* _Assignment_: Restate word for word the lines that begin the listing and end with the line holding "prefix, the current".

---*---

/// Does `s` occur in `tm`, transitively through own-values?
fn occurs(sc: &Scratch, s: Symbol, tm: &RTerm) -> bool {
    fn go(sc: &Scratch, s: Symbol, tm: &RTerm, visited: &mut FnvHashSet<Symbol>) -> bool {
        match &**tm {
            Term::Symb(s2) | Term::Pat(Some(s2)) => {
                if *s2 == s {
                    return true;
                }
                if visited.insert(*s2) {
                    if let Some(v) = sc.entry(*s2).and_then(|e| e.info.value.as_ref()) {
                        return go(sc, s, v, visited);
                    }
                }
                false
            }
            Term::Appl(f, args) => {
                go(sc, s, f, visited) || args.iter().any(|a| go(sc, s, a, visited))
            }
            Term::Abst(_, b) => go(sc, s, b, visited),
            Term::Prod(_, a, b) => go(sc, s, a, visited) || go(sc, s, b, visited),
            Term::Type(l) | Term::Succ(l) => go(sc, s, l, visited),
            Term::Max(a, b) => go(sc, s, a, visited) || go(sc, s, b, visited),
            Term::Level | Term::Lvl(_) | Term::Pat(None) | Term::Hole => false,
        }
    }
    go(sc, s, tm, &mut FnvHashSet::default())
}
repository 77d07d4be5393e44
pub mod commands;
pub mod handlers;
pub mod output;
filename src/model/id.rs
use std::sync::atomic::{AtomicU64, Ordering};

use chrono::Utc;

static COUNTER: AtomicU64 = AtomicU64::new(0);

/// Generate a fresh identifier: a one-letter kind prefix, the current
/// millisecond clock, and a process-wide counter so rapid successive
/// calls within the same millisecond never collide.
pub fn fresh_id(prefix: char) -> String {
    let millis = Utc::now().timestamp_millis();
    let seq = COUNTER.fetch_add(1, Ordering::Relaxed);
    format!("{}{}-{}", prefix, millis, seq)
}

#[cfg(test)]
mod tests {
    use super::*;
    use std::collections::HashSet;

    #[test]
    fn ids_carry_their_prefix() {
        assert!(fresh_id('p').starts_with('p'));
        assert!(fresh_id('t').starts_with('t'));
        assert!(fresh_id('c').starts_with('c'));
    }

    #[test]
    fn ids_are_unique_under_rapid_calls() {
        let mut seen = HashSet::new();
        for _ in 0..10_000 {
            assert!(seen.insert(fresh_id('t')));
        }
    }
}
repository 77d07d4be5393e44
use std::error::Error;
use std::io::{self, Write};
use std::path::{Path, PathBuf};

use super::commands::*;
use super::output;
use crate::io::board_io;
use crate::io::saver::Autosaver;
use crate::io::state::{self, UiState};
use crate::model::task::{ChecklistItem, TaskPatch, parse_tag_list};
use crate::ops::board::{filter_and_group, task_matches};
use crate::store::BoardStore;

/// An open board: loaded store, background saver, and the UI state to
/// write back on exit.
struct Session {
    board_dir: PathBuf,
    store: BoardStore,
    saver: Autosaver,
    ui: UiState,
}

impl Session {
    fn open(start: &Path) -> Result<Session, Box<dyn Error>> {
        let board_dir = board_io::discover_board(start)?;
        let config = board_io::load_config(&board_dir)?;
        let gateway = board_io::open_gateway(&config, &board_dir);
        let projects = gateway.load_projects()?;
        let tasks = gateway.load_tasks()?;
        let ui = state::read_ui_state(&board_dir).unwrap_or_default();
        let store = BoardStore::from_collections(projects, tasks, ui.active_project.clone());
        let saver = Autosaver::start(gateway);
        Ok(Session {
            board_dir,
            store,
            saver,
            ui,
        })
    }

    /// Queue snapshots of whatever collections changed. Returns
    /// immediately; the worker does the writing.
    fn autosave(&mut self) {
        let dirty = self.store.take_dirty();
        if dirty.projects {
            self.saver.save_projects(self.store.projects().to_vec());
        }
        if dirty.tasks {
            self.saver.save_tasks(self.store.tasks().to_vec());
        }
    }

    /// Persist UI state, flush pending saves, and report the first save
    /// failure, if any.
    fn finish(mut self) -> Result<(), Box<dyn Error>> {
        self.autosave();
        self.ui.active_project = self.store.active_project_id().to_string();
        state::write_ui_state(&self.board_dir, &self.ui)?;
        let errors = self.saver.finish();
        match errors.into_iter().next() {
            Some(e) => Err(e.into()),
            None => Ok(()),
        }
    }
}

pub fn dispatch(cli: Cli) -> Result<(), Box<dyn Error>> {
    let json = cli.json;
    let start = match &cli.board_dir {
        Some(dir) => PathBuf::from(dir),
        None => std::env::current_dir()?,
    };

    // Init runs before discovery: there is no board yet.
    if let Commands::Init(args) = &cli.command {
        return cmd_init(&start, args);
    }

    let mut session = Session::open(&start)?;
    match cli.command {
        Commands::Init(_) => unreachable!("handled above"),
        Commands::Project(cmd) => cmd_project(&mut session, cmd, json)?,
        Commands::Board(args) => cmd_board(&mut session, args, json)?,
        Commands::Add(args) => cmd_add(&mut session, args)?,
        Commands::Show(args) => cmd_show(&session, args, json)?,
        Commands::Mv(args) => cmd_mv(&mut session, args)?,
        Commands::Edit(args) => cmd_edit(&mut session, args)?,
        Commands::Check(args) => cmd_check(&mut session, args)?,
        Commands::Rm(args) => cmd_rm(&mut session, args)?,
        Commands::Search(args) => cmd_search(&mut session, args, json)?,
    }
    session.finish()
}

fn cmd_init(start: &Path, args: &InitArgs) -> Result<(), Box<dyn Error>> {
    let name = match &args.name {
        Some(name) => name.clone(),
        None => infer_board_name(start),
    };
    let board_dir = board_io::init_board(start, &name, args.force)?;
    println!("initialized board \"{}\" at {}", name, board_dir.display());
    Ok(())
}

fn infer_board_name(start: &Path) -> String {
    start
        .file_name()
        .map(|n| n.to_string_lossy().into_owned())
        .filter(|n| !n.is_empty())
        .unwrap_or_else(|| "board".to_string())
}

fn cmd_project(session: &mut Session, cmd: ProjectCmd, json: bool) -> Result<(), Box<dyn Error>> {
    match cmd.action {
        ProjectAction::List => {
            output::print_projects(
                session.store.projects(),
                session.store.active_project_id(),
                json,
            )?;
        }
        ProjectAction::New(args) => {
            match session.store.create_project(&args.name, &args.description) {
                Some(id) => {
                    if let Some(color) = args.color {
                        session.store.set_project_color(&id, color);
                    }
                    println!("created project {} (now active)", id);
                }
                None => println!("nothing created: project name is empty"),
            }
        }
        ProjectAction::Use(args) => {
            session.store.set_active_project(&args.id);
            match session.store.active_project() {
                Some(p) if p.id == args.id => println!("active project: {}  {}", p.id, p.name),
                _ => println!("no such project: {}", args.id),
            }
        }
        ProjectAction::Delete(args) => {
            let Some(project) = session.store.project(&args.id) else {
                println!("no such project: {}", args.id);
                return Ok(());
            };
            let task_count = session
                .store
                .tasks()
                .iter()
                .filter(|t| t.project_id == args.id)
                .count();
            let prompt = format!(
                "delete project \"{}\" and its {} task(s)?",
                project.name, task_count
            );
            if !args.yes && !confirm(&prompt)? {
                println!("aborted");
                return Ok(());
            }
            session.store.delete_project(&args.id);
            println!("deleted project {}", args.id);
        }
    }
    Ok(())
}

fn cmd_board(session: &mut Session, args: BoardArgs, json: bool) -> Result<(), Box<dyn Error>> {
    // An explicit query is remembered across runs; an explicit empty
    // one clears it. Without --search, the remembered query applies.
    if let Some(query) = &args.search {
        session.ui.last_search = (!query.is_empty()).then(|| query.clone());
    }
    let query = args
        .search
        .or_else(|| session.ui.last_search.clone())
        .unwrap_or_default();
    let view = filter_and_group(
        session.store.tasks(),
        session.store.active_project_id(),
        &query,
    );
    let shown_query = (!query.is_empty()).then_some(query.as_str());
    output::print_board(session.store.active_project(), &view, shown_query, json)?;
    Ok(())
}

fn cmd_add(session: &mut Session, args: AddArgs) -> Result<(), Box<dyn Error>> {
    let tags: Vec<String> = args
        .tag
        .iter()
        .flat_map(|entry| parse_tag_list(entry))
        .collect();
    let checklist: Vec<ChecklistItem> = args
        .item
        .into_iter()
        .map(ChecklistItem::new)
        .collect();
    let status = args.status.unwrap_or_default();

    let created = match &args.project {
        Some(project_id) => session.store.create_task_in(
            project_id,
            &args.title,
            &args.description,
            status,
            args.due,
            tags,
            checklist,
        ),
        None => session.store.create_task(
            &args.title,
            &args.description,
            status,
            args.due,
            tags,
            checklist,
        ),
    };
    match created {
        Some(id) => println!("created task {} ({})", id, status.label()),
        None => println!("nothing created: empty title or unknown project"),
    }
    Ok(())
}

fn cmd_show(session: &Session, args: ShowArgs, json: bool) -> Result<(), Box<dyn Error>> {
    match session.store.task(&args.id) {
        Some(task) => output::print_task(task, json)?,
        None => println!("no such task: {}", args.id),
    }
    Ok(())
}

fn cmd_mv(session: &mut Session, args: MvArgs) -> Result<(), Box<dyn Error>> {
    if session.store.task(&args.id).is_none() {
        println!("no such task: {}", args.id);
        return Ok(());
    }
    session.store.move_task(&args.id, args.status);
    println!("{} -> {}", args.id, args.status.label());
    Ok(())
}

fn cmd_edit(session: &mut Session, args: EditArgs) -> Result<(), Box<dyn Error>> {
    if session.store.task(&args.id).is_none() {
        println!("no such task: {}", args.id);
        return Ok(());
    }
    let due_date = if args.clear_due {
        Some(None)
    } else {
        args.due.map(Some)
    };
    let patch = TaskPatch {
        title: args.title,
        description: args.description,
        status: args.status,
        due_date,
        tags: args.tags.as_deref().map(parse_tag_list),
        ..Default::default()
    };
    if patch.is_empty() {
        println!("nothing to change");
        return Ok(());
    }
    session.store.patch_task(&args.id, &patch);
    println!("updated task {}", args.id);
    Ok(())
}

fn cmd_check(session: &mut Session, args: CheckArgs) -> Result<(), Box<dyn Error>> {
    if !session.store.toggle_checklist(&args.id, &args.item) {
        println!("no such task or checklist item");
        return Ok(());
    }
    let done = session
        .store
        .task(&args.id)
        .and_then(|t| t.checklist.iter().find(|c| c.id == args.item))
        .map(|c| c.completed)
        .unwrap_or(false);
    let mark = if done { "x" } else { " " };
    println!("[{}] {} on {}", mark, args.item, args.id);
    Ok(())
}

fn cmd_rm(session: &mut Session, args: RmArgs) -> Result<(), Box<dyn Error>> {
    let Some(task) = session.store.task(&args.id) else {
        println!("no such task: {}", args.id);
        return Ok(());
    };
    let prompt = format!("delete task \"{}\"?", task.title);
    if !args.yes && !confirm(&prompt)? {
        println!("aborted");
        return Ok(());
    }
    session.store.delete_task(&args.id);
    println!("deleted task {}", args.id);
    Ok(())
}

fn cmd_search(session: &mut Session, args: SearchArgs, json: bool) -> Result<(), Box<dyn Error>> {
    session.ui.last_search = Some(args.query.clone());
    let active = session.store.active_project_id();
    let hits: Vec<_> = session
        .store
        .tasks()
        .iter()
        .filter(|t| t.project_id == active && task_matches(t, &args.query))
        .collect();
    output::print_task_list(&hits, json)?;
    Ok(())
}

fn confirm(prompt: &str) -> io::Result<bool> {
    print!("{} [y/N] ", prompt);
    io::stdout().flush()?;
    let mut line = String::new();
    io::stdin().read_line(&mut line)?;
    let answer = line.trim().to_lowercase();
    Ok(answer == "y" || answer == "yes")
}
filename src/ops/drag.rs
use crate::model::task::Status;
use crate::store::BoardStore;

/// Drag-and-drop state machine: either nothing is in flight, or one
/// task is being dragged. Hovering a drop target never mutates
/// anything; only a drop commits.
#[derive(Debug, Clone, Default, PartialEq, Eq)]
pub enum DragState {
    #[default]
    Idle,
    Dragging(String),
}

impl DragState {
    /// Begin dragging a task. Always allowed; an in-flight drag is
    /// simply overwritten.
    pub fn drag_start(&mut self, task_id: &str) {
        *self = DragState::Dragging(task_id.to_string());
    }

    /// Hover query for drop targets. Read-only.
    pub fn is_dragging(&self) -> bool {
        matches!(self, DragState::Dragging(_))
    }

    pub fn dragging(&self) -> Option<&str> {
        match self {
            DragState::Dragging(id) => Some(id),
            DragState::Idle => None,
        }
    }

    /// Drop onto the column with the given status: commits the move on
    /// the store and returns to idle. A drop with no drag in flight is
    /// a no-op.
    pub fn drop_on(&mut self, store: &mut BoardStore, status: Status) {
        if let DragState::Dragging(task_id) = std::mem::take(self) {
            store.move_task(&task_id, status);
        }
    }

    /// Abandon the drag (pointer released outside any target) so the
    /// reducer never sticks in `Dragging`.
    pub fn cancel(&mut self) {
        *self = DragState::Idle;
    }
}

---*---

* _Response box_:
/// Does `s` occur in `tm`, transitively through own-values?
fn occurs(sc: &Scratch, s: Symbol, tm: &RTerm) -> bool {
    fn go(sc: &Scratch, s: Symbol, tm: &RTerm, visited: &mut FnvHashSet<Symbol>) -> bool {
        match &**tm {
            Term::Symb(s2) | Term::Pat(Some(s2)) => {
                if *s2 == s {
                    return true;
                }
                if visited.insert(*s2) {
                    if let Some(v) = sc.entry(*s2).and_then(|e| e.info.value.as_ref()) {
                        return go(sc, s, v, visited);
                    }
                }
                false
            }
            Term::Appl(f, args) => {
                go(sc, s, f, visited) || args.iter().any(|a| go(sc, s, a, visited))
            }
            Term::Abst(_, b) => go(sc, s, b, visited),
            Term::Prod(_, a, b) => go(sc, s, a, visited) || go(sc, s, b, visited),
            Term::Type(l) | Term::Succ(l) => go(sc, s, l, visited),
            Term::Max(a, b) => go(sc, s, a, visited) || go(sc, s, b, visited),
            Term::Level | Term::Lvl(_) | Term::Pat(None) | Term::Hole => false,
        }
    }
    go(sc, s, tm, &mut FnvHashSet::default())
}
repository 77d07d4be5393e44
pub mod commands;
pub mod handlers;
pub mod output;
filename src/model/id.rs
use std::sync::atomic::{AtomicU64, Ordering};

use chrono::Utc;

static COUNTER: AtomicU64 = AtomicU64::new(0);

/// Generate a fresh identifier: a one-letter kind prefix, the current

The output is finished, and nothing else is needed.